_WHAT YOU WILL DO_: Search the data for lines holding the word "ticker". State how many there are, and nothing else.

─── SOURCE RECORDS ───

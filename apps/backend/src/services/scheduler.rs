//! One server-owned ticking task per watched session.
//!
//! Tasks are keyed by session id; watching an already watched session is a
//! no-op. A task stops when its session finishes or disappears, or when it
//! is cancelled through [`SessionScheduler::unwatch`] or
//! [`SessionScheduler::shutdown`].

use std::sync::Arc;

use dashmap::mapref::entry::Entry;
use dashmap::DashMap;
use tokio::time::{interval, MissedTickBehavior};
use tokio_util::sync::CancellationToken;
use tracing::{debug, info, warn};
use uuid::Uuid;

use super::game_flow::GameFlowService;
use crate::domain::state::{SessionId, SessionStatus};
use crate::errors::ErrorCode;

struct Watch {
    token: Uuid,
    cancel: CancellationToken,
}

pub struct SessionScheduler {
    service: Arc<GameFlowService>,
    tasks: Arc<DashMap<SessionId, Watch>>,
    root: CancellationToken,
}

impl SessionScheduler {
    pub fn new(service: Arc<GameFlowService>) -> Self {
        Self {
            service,
            tasks: Arc::new(DashMap::new()),
            root: CancellationToken::new(),
        }
    }

    /// Start ticking `session_id`. Returns `false` if it was already watched.
    /// Must be called inside a Tokio runtime.
    pub fn watch(&self, session_id: &SessionId) -> bool {
        let token = Uuid::new_v4();
        let cancel = self.root.child_token();
        match self.tasks.entry(session_id.clone()) {
            Entry::Occupied(_) => {
                debug!(session_id = %session_id, "already watched");
                return false;
            }
            Entry::Vacant(slot) => {
                slot.insert(Watch {
                    token,
                    cancel: cancel.clone(),
                });
            }
        }

        let service = Arc::clone(&self.service);
        let tasks = Arc::clone(&self.tasks);
        let id = session_id.clone();
        tokio::spawn(async move {
            run_ticks(&service, &id, cancel).await;
            tasks.remove_if(&id, |_, watch| watch.token == token);
        });
        info!(session_id = %session_id, "scheduler watching session");
        true
    }

    /// Stop ticking `session_id`. Returns whether a task was running.
    pub fn unwatch(&self, session_id: &SessionId) -> bool {
        match self.tasks.remove(session_id) {
            Some((_, watch)) => {
                watch.cancel.cancel();
                true
            }
            None => false,
        }
    }

    pub fn is_watching(&self, session_id: &SessionId) -> bool {
        self.tasks.contains_key(session_id)
    }

    pub fn watched_count(&self) -> usize {
        self.tasks.len()
    }

    /// Cancel every task.
    pub fn shutdown(&self) {
        self.root.cancel();
        self.tasks.clear();
    }
}

impl Drop for SessionScheduler {
    fn drop(&mut self) {
        self.root.cancel();
    }
}

async fn run_ticks(service: &GameFlowService, session_id: &SessionId, cancel: CancellationToken) {
    let mut ticker = interval(service.config().tick_interval);
    ticker.set_missed_tick_behavior(MissedTickBehavior::Skip);

    loop {
        tokio::select! {
            _ = cancel.cancelled() => {
                debug!(session_id = %session_id, "scheduler cancelled");
                return;
            }
            _ = ticker.tick() => {}
        }

        match service.tick(session_id).await {
            Ok(report) if report.status == SessionStatus::Finished => {
                info!(session_id = %session_id, "session finished, scheduler stopping");
                return;
            }
            Ok(_) => {}
            Err(err) if err.code() == ErrorCode::SessionNotFound => {
                info!(session_id = %session_id, "session gone, scheduler stopping");
                return;
            }
            Err(err) => {
                warn!(session_id = %session_id, code = %err.code(), error = %err, "tick failed");
            }
        }
    }
}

───

_WRITTEN REPLY_: 3